2025 年 5 月 20 日至 23 日，牛津纳米孔科技公司（Oxford Nanopore Technologies，以下简称 ONT）举办了备受瞩目的 London Calling 发布会。在这场盛会中，ONT 带来了众多技术更新，其中 RNA 测序、表观和蛋白组相关领域的进展尤为引人注目。接下来，让我们一起深入探索这些技术亮点，看看 Nanopore 技术如何在生物学研究的多个层面带来新的突破，为科研人员提供更强大的助力。

一、cDNA更新：突破读长限制，提升数据质量

将 RNA 逆转录为 cDNA 后进行 Nanopore 测序，能够获得 RNA 的全长序列。一直以来，如何获取更多更长的全长转录本数据是技术人员关注的焦点。经过深入研究发现，逆转录酶和 DNA 聚合酶是影响读长的关键因素。在此次更新中，ONT 替换了一种来自第三方的新 DNA 聚合酶（如图 1A 所示），这一改变极大地提升了读长。

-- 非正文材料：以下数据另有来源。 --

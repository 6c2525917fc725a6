//! Core traits for netmap

use crate::error::NetmapResult;

// ============================================================================
// Validatable Trait
// ============================================================================

/// Trait for form data that must be checked before it leaves the client
///
/// A failed validation blocks submission: the caller raises a notice and
/// never reaches the remote store.
///
/// # Example
///
/// ```rust,ignore
/// use netmap_core::{NetmapError, NetmapResult, Validatable};
///
/// struct GroupForm {
///     name: String,
/// }
///
/// impl Validatable for GroupForm {
///     fn validate(&self) -> NetmapResult<()> {
///         if self.name.trim().is_empty() {
///             return Err(NetmapError::validation("Please enter a group name"));
///         }
///         Ok(())
///     }
/// }
/// ```
pub trait Validatable {
    /// Validate the current state of the object
    ///
    /// Returns `Ok(())` if valid, or a `NetmapError` describing the problem.
    fn validate(&self) -> NetmapResult<()>;

    /// Check if the object is valid without returning error details
    fn is_valid(&self) -> bool {
        self.validate().is_ok()
    }
}
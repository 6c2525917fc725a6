//! Prefixed element identifiers
//!
//! Canvas identifiers are a kind prefix (`device-`, `group-`, `edge-`)
//! followed by a root. The root is either a creation timestamp in
//! milliseconds (transient, before the store has answered) or the row id
//! the store assigned (remote-rooted). The prefix is stripped before any
//! remote call and re-added when rows are materialized.

use chrono::Utc;
use netmap_core::{NetmapError, NetmapResult, NodeKind};
use serde::{Deserialize, Serialize};
use std::fmt;

// ============================================================================
// Prefix
// ============================================================================

/// The kind prefix carried by every canvas identifier
#[derive(Debug, Clone, Copy, PartialEq, Eq, Hash)]
pub enum IdPrefix {
    Device,
    Group,
    Edge,
}

impl IdPrefix {
    /// The literal prefix, including the trailing dash
    pub fn as_str(&self) -> &'static str {
        match self {
            IdPrefix::Device => "device-",
            IdPrefix::Group => "group-",
            IdPrefix::Edge => "edge-",
        }
    }

    /// All prefixes, in match order
    pub fn all() -> &'static [IdPrefix] {
        &[IdPrefix::Device, IdPrefix::Group, IdPrefix::Edge]
    }

    /// The node kind for node prefixes (`None` for edges)
    pub fn node_kind(&self) -> Option<NodeKind> {
        match self {
            IdPrefix::Device => Some(NodeKind::Device),
            IdPrefix::Group => Some(NodeKind::Group),
            IdPrefix::Edge => None,
        }
    }
}

impl From<NodeKind> for IdPrefix {
    fn from(kind: NodeKind) -> Self {
        match kind {
            NodeKind::Device => IdPrefix::Device,
            NodeKind::Group => IdPrefix::Group,
        }
    }
}

// ============================================================================
// ElementId
// ============================================================================

/// A prefixed canvas identifier (`device-…`, `group-…`, `edge-…`)
#[derive(Debug, Clone, PartialEq, Eq, Hash, PartialOrd, Ord, Serialize, Deserialize)]
#[serde(try_from = "String", into = "String")]
pub struct ElementId(String);

impl ElementId {
    /// Parse a prefixed identifier
    ///
    /// The root after the prefix must be non-empty.
    pub fn parse(raw: impl Into<String>) -> NetmapResult<Self> {
        let raw = raw.into();
        match IdPrefix::all()
            .iter()
            .find(|p| raw.starts_with(p.as_str()))
        {
            Some(p) if raw.len() > p.as_str().len() => Ok(Self(raw)),
            _ => Err(NetmapError::InvalidIdentifier(raw)),
        }
    }

    /// Build the remote-rooted identifier for a store row id
    pub fn remote(prefix: IdPrefix, row_id: &str) -> Self {
        Self(format!("{}{}", prefix.as_str(), row_id))
    }

    /// Build a transient identifier from a millisecond timestamp
    pub fn transient(prefix: IdPrefix, millis: i64) -> Self {
        Self(format!("{}{}", prefix.as_str(), millis))
    }

    pub fn prefix(&self) -> IdPrefix {
        IdPrefix::all()
            .iter()
            .copied()
            .find(|p| self.0.starts_with(p.as_str()))
            .unwrap_or(IdPrefix::Edge)
    }

    /// The identifier with its prefix stripped, as sent to the store
    pub fn root(&self) -> &str {
        &self.0[self.prefix().as_str().len()..]
    }

    /// The node kind, or `None` for edge identifiers
    pub fn node_kind(&self) -> Option<NodeKind> {
        self.prefix().node_kind()
    }

    pub fn is_device(&self) -> bool {
        self.prefix() == IdPrefix::Device
    }

    pub fn is_group(&self) -> bool {
        self.prefix() == IdPrefix::Group
    }

    pub fn is_edge(&self) -> bool {
        self.prefix() == IdPrefix::Edge
    }

    pub fn as_str(&self) -> &str {
        &self.0
    }
}

impl fmt::Display for ElementId {
    fn fmt(&self, f: &mut fmt::Formatter<'_>) -> fmt::Result {
        f.write_str(&self.0)
    }
}

impl TryFrom<String> for ElementId {
    type Error = NetmapError;

    fn try_from(value: String) -> Result<Self, Self::Error> {
        Self::parse(value)
    }
}

impl From<ElementId> for String {
    fn from(id: ElementId) -> Self {
        id.0
    }
}

impl std::str::FromStr for ElementId {
    type Err = NetmapError;

    fn from_str(s: &str) -> Result<Self, Self::Err> {
        Self::parse(s)
    }
}

/// Strip a `device-`/`group-`/`edge-` prefix from a raw identifier
///
/// Strings without a known prefix are returned unchanged.
pub fn strip_prefix(raw: &str) -> &str {
    IdPrefix::all()
        .iter()
        .find_map(|p| raw.strip_prefix(p.as_str()))
        .unwrap_or(raw)
}

// ============================================================================
// Transient Id Generator
// ============================================================================

/// Generates transient identifiers from the wall clock
///
/// Roots are millisecond timestamps, bumped by one whenever two ids are
/// requested within the same tick, so ids from one generator never collide.
#[derive(Debug, Clone, Default)]
pub struct TransientIds {
    last: i64,
}

impl TransientIds {
    pub fn new() -> Self {
        Self::default()
    }

    /// Next transient identifier for the given prefix
    pub fn next(&mut self, prefix: IdPrefix) -> ElementId {
        let now = Utc::now().timestamp_millis();
        self.last = if now > self.last { now } else { self.last + 1 };
        ElementId::transient(prefix, self.last)
    }
}

// ============================================================================
// Tests
// ============================================================================
//! In-process store
//!
//! Behaves like the hosted store closely enough for offline use and tests:
//! UUID row ids, store-managed timestamps, foreign keys from connections
//! and mappings to their parent rows (deletes cascade), and `NotFound` for
//! updates/deletes that match nothing. Individual operations can be made to
//! fail, and every call is recorded.

use crate::error::{GatewayError, GatewayResult};
use crate::store::{RemoteStore, Table};
use async_trait::async_trait;
use chrono::Utc;
use netmap_model::{
    ConnectionFields, ConnectionRow, DeviceFields, DeviceRow, GroupFields, GroupRow,
    MappingFields, MappingRow,
};
use std::collections::HashSet;
use std::sync::{Arc, Mutex, MutexGuard};
use uuid::Uuid;

/// Kind of table operation, for failure injection and the call log
#[derive(Debug, Clone, Copy, PartialEq, Eq, Hash)]
pub enum Operation {
    Insert,
    List,
    Update,
    Delete,
}

#[derive(Debug, Default)]
struct Tables {
    devices: Vec<DeviceRow>,
    groups: Vec<GroupRow>,
    connections: Vec<ConnectionRow>,
    mappings: Vec<MappingRow>,
    failing: HashSet<(Operation, Table)>,
    calls: Vec<(Operation, Table)>,
}

impl Tables {
    fn call(&mut self, op: Operation, table: Table) -> GatewayResult<()> {
        self.calls.push((op, table));
        if self.failing.contains(&(op, table)) {
            return Err(GatewayError::Network(format!(
                "injected failure for {:?} on {}",
                op, table
            )));
        }
        Ok(())
    }

    fn has_device(&self, id: &str) -> bool {
        self.devices.iter().any(|d| d.id == id)
    }

    fn has_group(&self, id: &str) -> bool {
        self.groups.iter().any(|g| g.id == id)
    }
}

fn fk_violation(table: Table, column: &str, id: &str) -> GatewayError {
    GatewayError::Http(
        409,
        format!(
            "insert or update on table \"{}\" violates foreign key constraint on {} ({})",
            table, column, id
        ),
    )
}

fn new_row_id() -> String {
    Uuid::new_v4().to_string()
}

/// Shared in-memory store; clones see the same tables
#[derive(Debug, Clone, Default)]
pub struct MemoryStore {
    inner: Arc<Mutex<Tables>>,
}

impl MemoryStore {
    pub fn new() -> Self {
        Self::default()
    }

    /// Make `op` on `table` fail (or succeed again)
    pub fn set_failing(&self, op: Operation, table: Table, failing: bool) {
        let mut tables = self.lock();
        if failing {
            tables.failing.insert((op, table));
        } else {
            tables.failing.remove(&(op, table));
        }
    }

    /// Clear all injected failures
    pub fn recover(&self) {
        self.lock().failing.clear();
    }

    /// Every call made so far, in order
    pub fn calls(&self) -> Vec<(Operation, Table)> {
        self.lock().calls.clone()
    }

    pub fn call_count(&self) -> usize {
        self.lock().calls.len()
    }

    pub fn device_rows(&self) -> Vec<DeviceRow> {
        self.lock().devices.clone()
    }

    pub fn group_rows(&self) -> Vec<GroupRow> {
        self.lock().groups.clone()
    }

    pub fn connection_rows(&self) -> Vec<ConnectionRow> {
        self.lock().connections.clone()
    }

    pub fn mapping_rows(&self) -> Vec<MappingRow> {
        self.lock().mappings.clone()
    }

    fn lock(&self) -> MutexGuard<'_, Tables> {
        self.inner.lock().unwrap_or_else(|poisoned| poisoned.into_inner())
    }
}

#[async_trait]
impl RemoteStore for MemoryStore {
    async fn insert_device(&self, fields: &DeviceFields) -> GatewayResult<DeviceRow> {
        let mut tables = self.lock();
        tables.call(Operation::Insert, Table::Devices)?;
        let now = Utc::now();
        let row = DeviceRow {
            id: new_row_id(),
            name: fields.name.clone(),
            ip_address: fields.ip_address.clone(),
            notes: fields.notes.clone(),
            device_type: fields.device_type.clone(),
            created_at: now,
            updated_at: now,
        };
        tables.devices.push(row.clone());
        Ok(row)
    }

    async fn list_devices(&self) -> GatewayResult<Vec<DeviceRow>> {
        let mut tables = self.lock();
        tables.call(Operation::List, Table::Devices)?;
        Ok(tables.devices.clone())
    }

    async fn update_device(&self, id: &str, fields: &DeviceFields) -> GatewayResult<DeviceRow> {
        let mut tables = self.lock();
        tables.call(Operation::Update, Table::Devices)?;
        let row = tables
            .devices
            .iter_mut()
            .find(|d| d.id == id)
            .ok_or_else(|| GatewayError::not_found(Table::Devices.name(), id))?;
        row.name = fields.name.clone();
        row.ip_address = fields.ip_address.clone();
        row.notes = fields.notes.clone();
        row.device_type = fields.device_type.clone();
        row.updated_at = Utc::now();
        Ok(row.clone())
    }

    async fn delete_device(&self, id: &str) -> GatewayResult<()> {
        let mut tables = self.lock();
        tables.call(Operation::Delete, Table::Devices)?;
        if !tables.has_device(id) {
            return Err(GatewayError::not_found(Table::Devices.name(), id));
        }
        tables.devices.retain(|d| d.id != id);
        tables
            .connections
            .retain(|c| c.source_id != id && c.target_id != id);
        tables.mappings.retain(|m| m.device_id != id);
        Ok(())
    }

    async fn insert_group(&self, fields: &GroupFields) -> GatewayResult<GroupRow> {
        let mut tables = self.lock();
        tables.call(Operation::Insert, Table::Groups)?;
        let now = Utc::now();
        let row = GroupRow {
            id: new_row_id(),
            name: fields.name.clone(),
            color: fields.color.clone(),
            created_at: now,
            updated_at: now,
        };
        tables.groups.push(row.clone());
        Ok(row)
    }

    async fn list_groups(&self) -> GatewayResult<Vec<GroupRow>> {
        let mut tables = self.lock();
        tables.call(Operation::List, Table::Groups)?;
        Ok(tables.groups.clone())
    }

    async fn update_group(&self, id: &str, fields: &GroupFields) -> GatewayResult<GroupRow> {
        let mut tables = self.lock();
        tables.call(Operation::Update, Table::Groups)?;
        let row = tables
            .groups
            .iter_mut()
            .find(|g| g.id == id)
            .ok_or_else(|| GatewayError::not_found(Table::Groups.name(), id))?;
        row.name = fields.name.clone();
        row.color = fields.color.clone();
        row.updated_at = Utc::now();
        Ok(row.clone())
    }

    async fn delete_group(&self, id: &str) -> GatewayResult<()> {
        let mut tables = self.lock();
        tables.call(Operation::Delete, Table::Groups)?;
        if !tables.has_group(id) {
            return Err(GatewayError::not_found(Table::Groups.name(), id));
        }
        tables.groups.retain(|g| g.id != id);
        tables.mappings.retain(|m| m.group_id != id);
        Ok(())
    }

    async fn insert_connection(&self, fields: &ConnectionFields) -> GatewayResult<ConnectionRow> {
        let mut tables = self.lock();
        tables.call(Operation::Insert, Table::Connections)?;
        for id in [&fields.source_id, &fields.target_id] {
            if !tables.has_device(id) {
                return Err(fk_violation(Table::Connections, "device", id));
            }
        }
        let now = Utc::now();
        let row = ConnectionRow {
            id: new_row_id(),
            source_id: fields.source_id.clone(),
            target_id: fields.target_id.clone(),
            created_at: now,
            updated_at: now,
        };
        tables.connections.push(row.clone());
        Ok(row)
    }

    async fn list_connections(&self) -> GatewayResult<Vec<ConnectionRow>> {
        let mut tables = self.lock();
        tables.call(Operation::List, Table::Connections)?;
        Ok(tables.connections.clone())
    }

    async fn update_connection(
        &self,
        id: &str,
        fields: &ConnectionFields,
    ) -> GatewayResult<ConnectionRow> {
        let mut tables = self.lock();
        tables.call(Operation::Update, Table::Connections)?;
        for end in [&fields.source_id, &fields.target_id] {
            if !tables.has_device(end) {
                return Err(fk_violation(Table::Connections, "device", end));
            }
        }
        let row = tables
            .connections
            .iter_mut()
            .find(|c| c.id == id)
            .ok_or_else(|| GatewayError::not_found(Table::Connections.name(), id))?;
        row.source_id = fields.source_id.clone();
        row.target_id = fields.target_id.clone();
        row.updated_at = Utc::now();
        Ok(row.clone())
    }

    async fn delete_connection(&self, id: &str) -> GatewayResult<()> {
        let mut tables = self.lock();
        tables.call(Operation::Delete, Table::Connections)?;
        let before = tables.connections.len();
        tables.connections.retain(|c| c.id != id);
        if tables.connections.len() == before {
            return Err(GatewayError::not_found(Table::Connections.name(), id));
        }
        Ok(())
    }

    async fn insert_mapping(&self, fields: &MappingFields) -> GatewayResult<MappingRow> {
        let mut tables = self.lock();
        tables.call(Operation::Insert, Table::Mappings)?;
        if !tables.has_device(&fields.device_id) {
            return Err(fk_violation(Table::Mappings, "device_id", &fields.device_id));
        }
        if !tables.has_group(&fields.group_id) {
            return Err(fk_violation(Table::Mappings, "group_id", &fields.group_id));
        }
        let now = Utc::now();
        let row = MappingRow {
            id: new_row_id(),
            device_id: fields.device_id.clone(),
            group_id: fields.group_id.clone(),
            created_at: now,
            updated_at: now,
        };
        tables.mappings.push(row.clone());
        Ok(row)
    }

    async fn list_mappings(&self) -> GatewayResult<Vec<MappingRow>> {
        let mut tables = self.lock();
        tables.call(Operation::List, Table::Mappings)?;
        Ok(tables.mappings.clone())
    }
}

// ============================================================================
// Tests
// ============================================================================

#[cfg(test)]
mod tests {
    use super::*;

    fn nas() -> DeviceFields {
        DeviceFields {
            name: "NAS".to_string(),
            ip_address: "192.168.1.50".to_string(),
            notes: Some(String::new()),
            device_type: "server".to_string(),
        }
    }

    #[tokio::test]
    async fn test_insert_assigns_ids_and_timestamps() {
        let store = MemoryStore::new();
        let a = store.insert_device(&nas()).await.unwrap();
        let b = store.insert_device(&nas()).await.unwrap();
        assert_ne!(a.id, b.id);
        assert_eq!(a.created_at, a.updated_at);
        assert_eq!(store.list_devices().await.unwrap().len(), 2);
    }

    #[tokio::test]
    async fn test_update_and_delete_unknown_id() {
        let store = MemoryStore::new();
        let err = store.update_device("1700000000000", &nas()).await.unwrap_err();
        assert!(matches!(err, GatewayError::NotFound { .. }));
        let err = store.delete_group("nope").await.unwrap_err();
        assert!(matches!(err, GatewayError::NotFound { .. }));
    }

    #[tokio::test]
    async fn test_connection_foreign_keys() {
        let store = MemoryStore::new();
        let a = store.insert_device(&nas()).await.unwrap();
        let err = store
            .insert_connection(&ConnectionFields {
                source_id: a.id.clone(),
                target_id: "missing".to_string(),
            })
            .await
            .unwrap_err();
        assert_eq!(err.status(), Some(409));
    }

    #[tokio::test]
    async fn test_device_delete_cascades() {
        let store = MemoryStore::new();
        let a = store.insert_device(&nas()).await.unwrap();
        let b = store.insert_device(&nas()).await.unwrap();
        let g = store
            .insert_group(&GroupFields {
                name: "Office".to_string(),
                color: "blue-400".to_string(),
            })
            .await
            .unwrap();
        store
            .insert_connection(&ConnectionFields {
                source_id: a.id.clone(),
                target_id: b.id.clone(),
            })
            .await
            .unwrap();
        store
            .insert_mapping(&MappingFields {
                device_id: a.id.clone(),
                group_id: g.id.clone(),
            })
            .await
            .unwrap();

        store.delete_device(&a.id).await.unwrap();
        assert!(store.connection_rows().is_empty());
        assert!(store.mapping_rows().is_empty());
        assert_eq!(store.device_rows().len(), 1);
    }

    #[tokio::test]
    async fn test_failure_injection_and_call_log() {
        let store = MemoryStore::new();
        store.set_failing(Operation::List, Table::Groups, true);
        assert!(store.list_groups().await.is_err());
        assert!(store.list_devices().await.is_ok());

        store.recover();
        assert!(store.list_groups().await.is_ok());
        assert_eq!(
            store.calls(),
            vec![
                (Operation::List, Table::Groups),
                (Operation::List, Table::Devices),
                (Operation::List, Table::Groups),
            ]
        );
    }
}
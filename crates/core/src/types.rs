//! Core types used throughout netmap
//!
//! Canvas geometry plus the two small enumerations every other crate
//! agrees on: which kind of node something is, and which kind of device
//! a device node represents.

use serde::{Deserialize, Serialize};
use std::fmt;
use std::str::FromStr;

// ============================================================================
// Geometry Types
// ============================================================================

/// Position on the 2D canvas
#[derive(Debug, Clone, Copy, PartialEq, Serialize, Deserialize)]
pub struct Position {
    pub x: f32,
    pub y: f32,
}

impl Position {
    /// Create a new position
    pub fn new(x: f32, y: f32) -> Self {
        Self { x, y }
    }

    /// Create a position at the origin (0, 0)
    pub fn zero() -> Self {
        Self { x: 0.0, y: 0.0 }
    }

    /// Add an offset to this position
    pub fn offset(&self, dx: f32, dy: f32) -> Self {
        Self {
            x: self.x + dx,
            y: self.y + dy,
        }
    }

    /// Whether the position lies inside `[0, width) x [0, height)`
    pub fn within(&self, width: f32, height: f32) -> bool {
        self.x >= 0.0 && self.x < width && self.y >= 0.0 && self.y < height
    }
}

impl Default for Position {
    fn default() -> Self {
        Self::zero()
    }
}

/// Size of a node's bounding box on the canvas
#[derive(Debug, Clone, Copy, PartialEq, Serialize, Deserialize)]
pub struct Size {
    pub width: f32,
    pub height: f32,
}

impl Size {
    /// Create a new size
    pub fn new(width: f32, height: f32) -> Self {
        Self { width, height }
    }

    /// Default bounding box for group nodes
    pub fn default_group() -> Self {
        Self {
            width: 300.0,
            height: 200.0,
        }
    }

    /// Calculate the area
    pub fn area(&self) -> f32 {
        self.width * self.height
    }
}

impl Default for Size {
    fn default() -> Self {
        Self::default_group()
    }
}

// ============================================================================
// Node Kind
// ============================================================================

/// The two kinds of node that can sit on the canvas
#[derive(Debug, Clone, Copy, PartialEq, Eq, Hash, Serialize, Deserialize)]
#[serde(rename_all = "lowercase")]
pub enum NodeKind {
    Device,
    Group,
}

impl NodeKind {
    /// Get the display name for this kind
    pub fn display_name(&self) -> &'static str {
        match self {
            NodeKind::Device => "Device",
            NodeKind::Group => "Group",
        }
    }
}

impl fmt::Display for NodeKind {
    fn fmt(&self, f: &mut fmt::Formatter<'_>) -> fmt::Result {
        match self {
            NodeKind::Device => write!(f, "device"),
            NodeKind::Group => write!(f, "group"),
        }
    }
}

// ============================================================================
// Device Type
// ============================================================================

/// The fixed set of device types a device node can have
#[derive(Debug, Clone, Copy, PartialEq, Eq, Hash, Default, Serialize, Deserialize)]
#[serde(rename_all = "lowercase")]
pub enum DeviceType {
    #[default]
    Computer,
    Server,
    Router,
    Network,
    Database,
    Wifi,
    Cable,
}

impl DeviceType {
    /// Get all device types, in form order
    pub fn all() -> &'static [DeviceType] {
        &[
            DeviceType::Computer,
            DeviceType::Server,
            DeviceType::Router,
            DeviceType::Network,
            DeviceType::Database,
            DeviceType::Wifi,
            DeviceType::Cable,
        ]
    }

    /// The token stored in the `type` column
    pub fn as_str(&self) -> &'static str {
        match self {
            DeviceType::Computer => "computer",
            DeviceType::Server => "server",
            DeviceType::Router => "router",
            DeviceType::Network => "network",
            DeviceType::Database => "database",
            DeviceType::Wifi => "wifi",
            DeviceType::Cable => "cable",
        }
    }

    /// Get the display name for this device type
    pub fn display_name(&self) -> &'static str {
        match self {
            DeviceType::Computer => "Computer",
            DeviceType::Server => "Server",
            DeviceType::Router => "Router",
            DeviceType::Network => "Network",
            DeviceType::Database => "Database",
            DeviceType::Wifi => "WiFi",
            DeviceType::Cable => "Cable",
        }
    }
}

impl fmt::Display for DeviceType {
    fn fmt(&self, f: &mut fmt::Formatter<'_>) -> fmt::Result {
        f.write_str(self.as_str())
    }
}

impl FromStr for DeviceType {
    type Err = String;

    fn from_str(s: &str) -> Result<Self, Self::Err> {
        DeviceType::all()
            .iter()
            .copied()
            .find(|t| t.as_str().eq_ignore_ascii_case(s.trim()))
            .ok_or_else(|| format!("unknown device type '{}'", s))
    }
}

// ============================================================================
// Tests
// ============================================================================
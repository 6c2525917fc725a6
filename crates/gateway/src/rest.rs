//! PostgREST client for the hosted store.
//!
//! Speaks the Supabase flavour of PostgREST: `{url}/rest/v1/{table}`,
//! `apikey` plus bearer auth, `Prefer: return=representation` so writes
//! answer with the affected rows, and `id=eq.{id}` row filters.

use crate::config::StoreConfig;
use crate::error::{GatewayError, GatewayResult};
use crate::store::{RemoteStore, Table};
use async_trait::async_trait;
use netmap_core::NetmapResult;
use netmap_model::{
    ConnectionFields, ConnectionRow, DeviceFields, DeviceRow, GroupFields, GroupRow,
    MappingFields, MappingRow,
};
use reqwest::{Method, RequestBuilder};
use serde::Serialize;
use serde::de::DeserializeOwned;
use tracing::{debug, error, info};

/// Client for a PostgREST-style hosted store.
#[derive(Clone)]
pub struct RestStore {
    base_url: String,
    api_key: String,
    schema: Option<String>,
    client: reqwest::Client,
}

impl RestStore {
    /// Create a client from validated settings.
    pub fn new(config: &StoreConfig) -> NetmapResult<Self> {
        config.validate()?;
        let client = reqwest::Client::builder()
            .timeout(config.timeout())
            .build()
            .map_err(|e| netmap_core::NetmapError::InvalidConfig(e.to_string()))?;

        Ok(Self {
            base_url: config.rest_base(),
            api_key: config.api_key.clone(),
            schema: config.schema.clone(),
            client,
        })
    }

    /// Get the REST base URL (`{url}/rest/v1`).
    pub fn base_url(&self) -> &str {
        &self.base_url
    }

    /// URL of a table endpoint.
    pub fn table_url(&self, table: Table) -> String {
        format!("{}/{}", self.base_url, table.name())
    }

    /// Helper to add auth and profile headers to a request builder
    fn request(&self, method: Method, table: Table) -> RequestBuilder {
        let mut builder = self
            .client
            .request(method, self.table_url(table))
            .header("apikey", &self.api_key)
            .header("Authorization", format!("Bearer {}", self.api_key));
        if let Some(ref schema) = self.schema {
            builder = builder
                .header("Accept-Profile", schema)
                .header("Content-Profile", schema);
        }
        builder
    }

    /// Send a request and decode a JSON array of rows.
    async fn send_rows<R: DeserializeOwned>(
        &self,
        builder: RequestBuilder,
        what: &str,
    ) -> GatewayResult<Vec<R>> {
        let response = builder.send().await.map_err(|e| {
            error!("Network error during {}: {}", what, e);
            GatewayError::Network(e.to_string())
        })?;

        debug!("{} response status: {}", what, response.status());

        if !response.status().is_success() {
            let status = response.status().as_u16();
            let text = response.text().await.unwrap_or_default();
            error!("HTTP error {} during {}: {}", status, what, text);
            return Err(GatewayError::Http(status, text));
        }

        response.json::<Vec<R>>().await.map_err(|e| {
            error!("Failed to parse {} response: {}", what, e);
            GatewayError::Decode(e.to_string())
        })
    }

    async fn select_all<R: DeserializeOwned>(&self, table: Table) -> GatewayResult<Vec<R>> {
        let rows: Vec<R> = self
            .send_rows(
                self.request(Method::GET, table).query(&[("select", "*")]),
                &format!("select {}", table),
            )
            .await?;
        info!("Fetched {} rows from {}", rows.len(), table);
        Ok(rows)
    }

    async fn insert_one<B: Serialize + Sync, R: DeserializeOwned>(
        &self,
        table: Table,
        body: &B,
    ) -> GatewayResult<R> {
        info!("Inserting into {}: POST {}", table, self.table_url(table));
        let rows: Vec<R> = self
            .send_rows(
                self.request(Method::POST, table)
                    .header("Prefer", "return=representation")
                    .json(body),
                &format!("insert {}", table),
            )
            .await?;
        rows.into_iter()
            .next()
            .ok_or_else(|| GatewayError::Decode(format!("insert into {} returned no row", table)))
    }

    async fn update_one<B: Serialize + Sync, R: DeserializeOwned>(
        &self,
        table: Table,
        id: &str,
        body: &B,
    ) -> GatewayResult<R> {
        info!("Updating {} row {}", table, id);
        let rows: Vec<R> = self
            .send_rows(
                self.request(Method::PATCH, table)
                    .query(&[("id", format!("eq.{}", id))])
                    .header("Prefer", "return=representation")
                    .json(body),
                &format!("update {}", table),
            )
            .await?;
        rows.into_iter()
            .next()
            .ok_or_else(|| GatewayError::not_found(table.name(), id))
    }

    async fn delete_one(&self, table: Table, id: &str) -> GatewayResult<()> {
        info!("Deleting {} row {}", table, id);
        let rows: Vec<serde_json::Value> = self
            .send_rows(
                self.request(Method::DELETE, table)
                    .query(&[("id", format!("eq.{}", id))])
                    .header("Prefer", "return=representation"),
                &format!("delete {}", table),
            )
            .await?;
        if rows.is_empty() {
            return Err(GatewayError::not_found(table.name(), id));
        }
        Ok(())
    }
}

#[async_trait]
impl RemoteStore for RestStore {
    async fn insert_device(&self, fields: &DeviceFields) -> GatewayResult<DeviceRow> {
        self.insert_one(Table::Devices, fields).await
    }

    async fn list_devices(&self) -> GatewayResult<Vec<DeviceRow>> {
        self.select_all(Table::Devices).await
    }

    async fn update_device(&self, id: &str, fields: &DeviceFields) -> GatewayResult<DeviceRow> {
        self.update_one(Table::Devices, id, fields).await
    }

    async fn delete_device(&self, id: &str) -> GatewayResult<()> {
        self.delete_one(Table::Devices, id).await
    }

    async fn insert_group(&self, fields: &GroupFields) -> GatewayResult<GroupRow> {
        self.insert_one(Table::Groups, fields).await
    }

    async fn list_groups(&self) -> GatewayResult<Vec<GroupRow>> {
        self.select_all(Table::Groups).await
    }

    async fn update_group(&self, id: &str, fields: &GroupFields) -> GatewayResult<GroupRow> {
        self.update_one(Table::Groups, id, fields).await
    }

    async fn delete_group(&self, id: &str) -> GatewayResult<()> {
        self.delete_one(Table::Groups, id).await
    }

    async fn insert_connection(&self, fields: &ConnectionFields) -> GatewayResult<ConnectionRow> {
        self.insert_one(Table::Connections, fields).await
    }

    async fn list_connections(&self) -> GatewayResult<Vec<ConnectionRow>> {
        self.select_all(Table::Connections).await
    }

    async fn update_connection(
        &self,
        id: &str,
        fields: &ConnectionFields,
    ) -> GatewayResult<ConnectionRow> {
        self.update_one(Table::Connections, id, fields).await
    }

    async fn delete_connection(&self, id: &str) -> GatewayResult<()> {
        self.delete_one(Table::Connections, id).await
    }

    async fn insert_mapping(&self, fields: &MappingFields) -> GatewayResult<MappingRow> {
        self.insert_one(Table::Mappings, fields).await
    }

    async fn list_mappings(&self) -> GatewayResult<Vec<MappingRow>> {
        self.select_all(Table::Mappings).await
    }
}

// ============================================================================
// Tests
// ============================================================================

具体来看，N50 从 1.4 kb 提升到了 2.7 kb（见图 1B），在相同时间内能够测得更多的数据量（如图 1C 所示）。除此之外，新聚合酶还显著提高了转录本 5’ 端的覆盖度（如图 1D 所示），使得检测到的编码转录本数量也有所增加（见图 1E）。这一更新无疑为研究人员获取更完整、更准确的转录本信息提供了有力支持，有助于更深入地理解基因表达调控机制以及发现潜在的生物学意义。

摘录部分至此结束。